→ Requirement
In the entries below, every line with the string "crate" is to be reported.

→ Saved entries
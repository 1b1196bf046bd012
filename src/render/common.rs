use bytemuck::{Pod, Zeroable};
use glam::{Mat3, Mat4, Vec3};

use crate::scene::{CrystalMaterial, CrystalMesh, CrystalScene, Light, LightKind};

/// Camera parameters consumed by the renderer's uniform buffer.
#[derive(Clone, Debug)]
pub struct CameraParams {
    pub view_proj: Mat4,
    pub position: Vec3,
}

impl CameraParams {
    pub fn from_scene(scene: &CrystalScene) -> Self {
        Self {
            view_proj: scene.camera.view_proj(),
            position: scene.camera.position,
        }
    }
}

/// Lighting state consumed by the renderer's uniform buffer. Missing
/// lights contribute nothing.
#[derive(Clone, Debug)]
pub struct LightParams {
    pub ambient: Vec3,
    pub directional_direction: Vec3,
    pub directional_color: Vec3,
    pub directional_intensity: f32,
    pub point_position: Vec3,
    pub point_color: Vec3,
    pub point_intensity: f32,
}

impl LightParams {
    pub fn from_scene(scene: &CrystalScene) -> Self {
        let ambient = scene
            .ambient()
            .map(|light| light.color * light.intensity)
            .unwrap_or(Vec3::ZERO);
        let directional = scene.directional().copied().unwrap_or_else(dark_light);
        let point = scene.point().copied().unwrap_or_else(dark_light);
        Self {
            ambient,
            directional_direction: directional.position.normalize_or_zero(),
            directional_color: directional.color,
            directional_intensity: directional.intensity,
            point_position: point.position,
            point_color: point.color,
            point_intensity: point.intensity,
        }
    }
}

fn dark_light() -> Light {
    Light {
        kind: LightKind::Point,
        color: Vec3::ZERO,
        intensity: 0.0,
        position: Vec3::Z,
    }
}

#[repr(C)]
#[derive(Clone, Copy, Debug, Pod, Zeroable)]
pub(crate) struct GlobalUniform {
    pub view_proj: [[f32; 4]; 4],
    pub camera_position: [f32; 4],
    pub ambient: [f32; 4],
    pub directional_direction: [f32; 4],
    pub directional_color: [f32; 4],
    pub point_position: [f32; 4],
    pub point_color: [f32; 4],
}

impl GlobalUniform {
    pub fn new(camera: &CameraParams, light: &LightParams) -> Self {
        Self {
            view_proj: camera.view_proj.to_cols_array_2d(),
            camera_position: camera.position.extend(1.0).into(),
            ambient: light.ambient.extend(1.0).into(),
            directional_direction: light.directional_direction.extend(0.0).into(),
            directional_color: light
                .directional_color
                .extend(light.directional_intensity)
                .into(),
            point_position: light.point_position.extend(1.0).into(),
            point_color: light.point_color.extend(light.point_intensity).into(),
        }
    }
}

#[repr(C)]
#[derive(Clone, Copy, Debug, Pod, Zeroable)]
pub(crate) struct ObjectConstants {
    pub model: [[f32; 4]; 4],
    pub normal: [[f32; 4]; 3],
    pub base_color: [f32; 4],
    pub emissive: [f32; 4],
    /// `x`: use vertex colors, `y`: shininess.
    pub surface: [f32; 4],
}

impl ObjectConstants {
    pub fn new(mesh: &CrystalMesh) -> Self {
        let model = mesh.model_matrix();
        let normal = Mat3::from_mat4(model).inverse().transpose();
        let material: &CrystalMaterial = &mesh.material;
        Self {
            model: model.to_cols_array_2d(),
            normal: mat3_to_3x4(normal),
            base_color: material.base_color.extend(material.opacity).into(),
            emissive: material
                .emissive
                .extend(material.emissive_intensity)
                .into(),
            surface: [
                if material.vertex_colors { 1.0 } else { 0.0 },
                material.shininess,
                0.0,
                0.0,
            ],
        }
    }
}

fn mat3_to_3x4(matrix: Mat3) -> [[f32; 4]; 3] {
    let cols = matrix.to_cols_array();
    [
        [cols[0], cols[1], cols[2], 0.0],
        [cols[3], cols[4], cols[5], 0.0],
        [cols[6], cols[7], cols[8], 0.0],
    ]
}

...

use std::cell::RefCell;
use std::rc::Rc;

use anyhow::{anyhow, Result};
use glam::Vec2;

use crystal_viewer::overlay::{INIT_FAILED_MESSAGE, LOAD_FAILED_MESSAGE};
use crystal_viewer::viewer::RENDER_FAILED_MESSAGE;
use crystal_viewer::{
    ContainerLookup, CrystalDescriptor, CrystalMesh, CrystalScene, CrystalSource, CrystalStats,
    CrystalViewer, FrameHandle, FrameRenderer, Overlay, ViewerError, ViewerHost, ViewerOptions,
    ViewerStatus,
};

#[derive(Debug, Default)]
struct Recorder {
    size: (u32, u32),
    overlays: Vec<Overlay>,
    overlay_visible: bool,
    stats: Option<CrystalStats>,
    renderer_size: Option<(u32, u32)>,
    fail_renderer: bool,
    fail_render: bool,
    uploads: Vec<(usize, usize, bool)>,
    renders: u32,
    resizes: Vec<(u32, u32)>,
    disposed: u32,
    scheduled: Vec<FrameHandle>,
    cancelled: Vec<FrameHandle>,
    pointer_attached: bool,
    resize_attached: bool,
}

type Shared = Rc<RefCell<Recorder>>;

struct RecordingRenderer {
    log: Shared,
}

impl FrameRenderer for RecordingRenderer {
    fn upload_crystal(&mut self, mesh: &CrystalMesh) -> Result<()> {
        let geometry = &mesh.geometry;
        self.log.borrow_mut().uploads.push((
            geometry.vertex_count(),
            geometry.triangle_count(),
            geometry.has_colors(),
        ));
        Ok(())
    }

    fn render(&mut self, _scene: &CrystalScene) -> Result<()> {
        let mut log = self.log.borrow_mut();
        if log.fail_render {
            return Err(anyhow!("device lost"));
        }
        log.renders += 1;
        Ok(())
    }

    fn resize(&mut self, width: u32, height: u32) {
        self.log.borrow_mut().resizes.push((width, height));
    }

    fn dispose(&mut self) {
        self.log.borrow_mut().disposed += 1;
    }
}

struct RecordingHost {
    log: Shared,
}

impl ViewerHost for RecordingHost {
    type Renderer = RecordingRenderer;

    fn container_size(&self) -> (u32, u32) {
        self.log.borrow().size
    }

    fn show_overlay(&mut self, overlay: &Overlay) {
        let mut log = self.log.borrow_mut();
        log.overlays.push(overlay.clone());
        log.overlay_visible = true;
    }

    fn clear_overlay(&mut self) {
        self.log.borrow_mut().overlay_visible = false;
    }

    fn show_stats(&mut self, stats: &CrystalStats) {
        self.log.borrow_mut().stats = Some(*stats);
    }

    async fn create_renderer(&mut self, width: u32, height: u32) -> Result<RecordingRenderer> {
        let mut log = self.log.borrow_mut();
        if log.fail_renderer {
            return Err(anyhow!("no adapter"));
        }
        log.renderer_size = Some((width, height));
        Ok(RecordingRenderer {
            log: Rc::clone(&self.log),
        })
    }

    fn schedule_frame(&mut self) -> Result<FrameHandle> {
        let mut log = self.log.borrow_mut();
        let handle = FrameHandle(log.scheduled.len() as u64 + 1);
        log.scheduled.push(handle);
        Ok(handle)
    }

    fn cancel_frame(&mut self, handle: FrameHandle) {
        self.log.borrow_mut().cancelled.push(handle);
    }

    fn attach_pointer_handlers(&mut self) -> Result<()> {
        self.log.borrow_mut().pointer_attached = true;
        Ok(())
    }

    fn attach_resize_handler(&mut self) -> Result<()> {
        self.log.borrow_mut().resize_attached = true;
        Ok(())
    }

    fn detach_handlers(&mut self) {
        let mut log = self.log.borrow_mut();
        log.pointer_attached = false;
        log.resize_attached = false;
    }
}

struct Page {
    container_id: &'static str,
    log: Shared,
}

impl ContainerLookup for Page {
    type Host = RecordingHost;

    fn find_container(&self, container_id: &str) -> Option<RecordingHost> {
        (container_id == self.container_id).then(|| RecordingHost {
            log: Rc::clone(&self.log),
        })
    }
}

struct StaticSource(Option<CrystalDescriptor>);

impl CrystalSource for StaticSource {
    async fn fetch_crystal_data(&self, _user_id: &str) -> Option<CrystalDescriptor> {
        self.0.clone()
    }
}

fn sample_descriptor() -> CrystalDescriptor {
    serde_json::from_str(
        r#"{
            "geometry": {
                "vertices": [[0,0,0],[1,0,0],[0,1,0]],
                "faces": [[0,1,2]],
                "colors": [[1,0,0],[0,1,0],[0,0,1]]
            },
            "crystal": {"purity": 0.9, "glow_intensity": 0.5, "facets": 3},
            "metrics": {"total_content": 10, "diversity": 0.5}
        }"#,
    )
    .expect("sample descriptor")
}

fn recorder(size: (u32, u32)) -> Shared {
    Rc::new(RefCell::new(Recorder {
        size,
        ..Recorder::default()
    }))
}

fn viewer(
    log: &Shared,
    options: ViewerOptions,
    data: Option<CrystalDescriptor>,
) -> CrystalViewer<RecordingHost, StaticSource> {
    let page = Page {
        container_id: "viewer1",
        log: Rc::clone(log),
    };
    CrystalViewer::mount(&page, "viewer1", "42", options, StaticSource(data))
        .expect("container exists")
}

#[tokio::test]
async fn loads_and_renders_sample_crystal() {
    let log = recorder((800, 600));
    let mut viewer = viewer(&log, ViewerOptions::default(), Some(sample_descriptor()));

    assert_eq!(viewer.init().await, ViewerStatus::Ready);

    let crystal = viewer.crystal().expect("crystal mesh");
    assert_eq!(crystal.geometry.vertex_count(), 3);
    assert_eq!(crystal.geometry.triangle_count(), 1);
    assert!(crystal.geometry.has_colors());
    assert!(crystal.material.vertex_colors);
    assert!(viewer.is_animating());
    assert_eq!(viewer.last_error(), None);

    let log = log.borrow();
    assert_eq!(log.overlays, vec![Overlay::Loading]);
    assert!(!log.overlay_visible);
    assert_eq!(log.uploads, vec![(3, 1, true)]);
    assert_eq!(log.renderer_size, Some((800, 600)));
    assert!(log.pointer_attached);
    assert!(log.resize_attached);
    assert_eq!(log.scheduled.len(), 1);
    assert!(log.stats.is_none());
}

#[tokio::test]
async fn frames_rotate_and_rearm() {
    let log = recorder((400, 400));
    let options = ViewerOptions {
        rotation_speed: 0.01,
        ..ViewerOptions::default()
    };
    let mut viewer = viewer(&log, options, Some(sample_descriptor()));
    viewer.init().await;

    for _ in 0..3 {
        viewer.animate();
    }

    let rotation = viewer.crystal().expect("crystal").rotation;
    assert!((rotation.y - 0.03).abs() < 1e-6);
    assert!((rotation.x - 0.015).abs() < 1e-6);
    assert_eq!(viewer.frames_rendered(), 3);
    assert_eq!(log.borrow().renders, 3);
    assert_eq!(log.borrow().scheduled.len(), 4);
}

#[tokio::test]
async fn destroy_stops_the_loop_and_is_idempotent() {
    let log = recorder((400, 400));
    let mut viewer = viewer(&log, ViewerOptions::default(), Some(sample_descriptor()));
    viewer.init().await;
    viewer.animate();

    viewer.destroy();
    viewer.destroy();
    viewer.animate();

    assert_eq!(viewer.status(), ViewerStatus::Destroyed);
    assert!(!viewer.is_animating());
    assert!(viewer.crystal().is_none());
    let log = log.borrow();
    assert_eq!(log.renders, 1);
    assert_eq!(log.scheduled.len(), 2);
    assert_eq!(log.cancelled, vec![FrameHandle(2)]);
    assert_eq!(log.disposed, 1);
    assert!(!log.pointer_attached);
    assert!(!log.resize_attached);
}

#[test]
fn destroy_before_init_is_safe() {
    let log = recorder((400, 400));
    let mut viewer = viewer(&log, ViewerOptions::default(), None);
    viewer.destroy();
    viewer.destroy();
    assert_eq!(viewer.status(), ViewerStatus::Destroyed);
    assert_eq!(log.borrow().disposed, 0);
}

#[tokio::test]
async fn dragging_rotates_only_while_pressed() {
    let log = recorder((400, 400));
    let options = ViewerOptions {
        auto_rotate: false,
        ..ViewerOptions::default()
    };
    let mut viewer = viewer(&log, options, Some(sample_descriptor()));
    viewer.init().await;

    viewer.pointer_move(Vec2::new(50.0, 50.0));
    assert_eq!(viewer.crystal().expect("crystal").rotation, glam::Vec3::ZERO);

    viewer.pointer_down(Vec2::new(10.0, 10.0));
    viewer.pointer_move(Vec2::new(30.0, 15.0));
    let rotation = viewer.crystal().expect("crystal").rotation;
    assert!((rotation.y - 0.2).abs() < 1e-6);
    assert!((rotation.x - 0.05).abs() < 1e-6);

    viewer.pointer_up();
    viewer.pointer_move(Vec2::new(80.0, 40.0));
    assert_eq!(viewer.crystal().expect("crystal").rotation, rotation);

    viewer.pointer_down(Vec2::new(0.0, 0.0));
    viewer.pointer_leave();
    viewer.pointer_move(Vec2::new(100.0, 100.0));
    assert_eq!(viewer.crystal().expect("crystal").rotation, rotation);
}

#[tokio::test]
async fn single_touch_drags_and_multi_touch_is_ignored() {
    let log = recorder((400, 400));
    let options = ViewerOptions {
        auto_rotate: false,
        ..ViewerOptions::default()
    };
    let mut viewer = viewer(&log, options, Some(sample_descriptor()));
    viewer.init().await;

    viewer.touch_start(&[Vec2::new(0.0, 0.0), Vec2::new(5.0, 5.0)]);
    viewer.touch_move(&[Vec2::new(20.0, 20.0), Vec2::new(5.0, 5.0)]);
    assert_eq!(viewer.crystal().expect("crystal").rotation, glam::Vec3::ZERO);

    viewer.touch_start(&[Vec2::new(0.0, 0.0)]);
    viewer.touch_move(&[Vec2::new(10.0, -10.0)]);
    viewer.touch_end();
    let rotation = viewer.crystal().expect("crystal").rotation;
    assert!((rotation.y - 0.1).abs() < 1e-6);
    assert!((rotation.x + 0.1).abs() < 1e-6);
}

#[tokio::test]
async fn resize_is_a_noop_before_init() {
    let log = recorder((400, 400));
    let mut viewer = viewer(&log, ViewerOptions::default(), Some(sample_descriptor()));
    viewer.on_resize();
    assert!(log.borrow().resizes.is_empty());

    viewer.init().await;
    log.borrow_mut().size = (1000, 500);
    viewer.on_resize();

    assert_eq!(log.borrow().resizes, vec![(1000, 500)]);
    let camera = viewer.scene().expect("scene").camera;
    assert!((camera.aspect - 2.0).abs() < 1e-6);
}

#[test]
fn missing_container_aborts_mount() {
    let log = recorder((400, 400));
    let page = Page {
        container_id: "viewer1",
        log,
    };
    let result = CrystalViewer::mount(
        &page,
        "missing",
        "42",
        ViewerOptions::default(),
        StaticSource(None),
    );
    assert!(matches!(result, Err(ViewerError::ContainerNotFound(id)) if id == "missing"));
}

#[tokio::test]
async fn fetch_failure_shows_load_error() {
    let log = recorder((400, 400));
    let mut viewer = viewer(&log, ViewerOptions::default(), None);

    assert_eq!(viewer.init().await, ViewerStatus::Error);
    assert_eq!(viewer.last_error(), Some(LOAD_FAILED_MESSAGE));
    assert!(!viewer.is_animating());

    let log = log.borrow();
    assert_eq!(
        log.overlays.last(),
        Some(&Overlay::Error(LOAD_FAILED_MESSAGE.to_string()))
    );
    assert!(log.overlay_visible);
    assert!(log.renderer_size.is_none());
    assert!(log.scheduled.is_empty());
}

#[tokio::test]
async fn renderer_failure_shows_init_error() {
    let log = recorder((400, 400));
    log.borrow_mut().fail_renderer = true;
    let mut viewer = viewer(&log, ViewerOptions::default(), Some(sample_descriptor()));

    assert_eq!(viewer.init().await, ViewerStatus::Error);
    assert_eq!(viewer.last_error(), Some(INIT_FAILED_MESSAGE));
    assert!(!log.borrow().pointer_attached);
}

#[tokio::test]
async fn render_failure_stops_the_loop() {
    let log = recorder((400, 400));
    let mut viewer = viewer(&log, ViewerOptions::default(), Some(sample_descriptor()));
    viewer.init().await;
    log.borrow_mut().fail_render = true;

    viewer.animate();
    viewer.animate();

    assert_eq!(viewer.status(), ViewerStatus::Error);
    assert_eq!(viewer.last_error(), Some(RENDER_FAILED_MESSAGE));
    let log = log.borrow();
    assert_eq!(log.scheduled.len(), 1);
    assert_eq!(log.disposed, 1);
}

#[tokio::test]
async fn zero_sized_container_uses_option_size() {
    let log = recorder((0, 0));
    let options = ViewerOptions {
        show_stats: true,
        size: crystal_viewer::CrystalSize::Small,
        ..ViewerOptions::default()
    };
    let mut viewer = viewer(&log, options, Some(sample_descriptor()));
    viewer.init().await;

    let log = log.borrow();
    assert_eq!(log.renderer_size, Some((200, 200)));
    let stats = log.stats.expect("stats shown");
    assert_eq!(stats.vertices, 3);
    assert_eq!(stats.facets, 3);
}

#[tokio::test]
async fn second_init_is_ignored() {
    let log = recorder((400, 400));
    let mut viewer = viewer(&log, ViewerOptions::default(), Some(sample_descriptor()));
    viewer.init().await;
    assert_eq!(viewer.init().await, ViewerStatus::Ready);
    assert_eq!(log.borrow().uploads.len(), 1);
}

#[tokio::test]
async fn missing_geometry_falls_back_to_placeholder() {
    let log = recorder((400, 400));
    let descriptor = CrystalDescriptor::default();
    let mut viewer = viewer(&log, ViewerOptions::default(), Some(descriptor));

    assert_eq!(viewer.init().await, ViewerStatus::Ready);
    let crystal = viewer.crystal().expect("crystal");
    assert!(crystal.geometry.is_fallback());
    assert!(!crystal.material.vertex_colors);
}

→ Response to this task
use crate::scene::{CrystalMaterial, CrystalMesh, CrystalScene, Light, LightKind};
pub(crate) struct GlobalUniform {
pub(crate) struct ObjectConstants {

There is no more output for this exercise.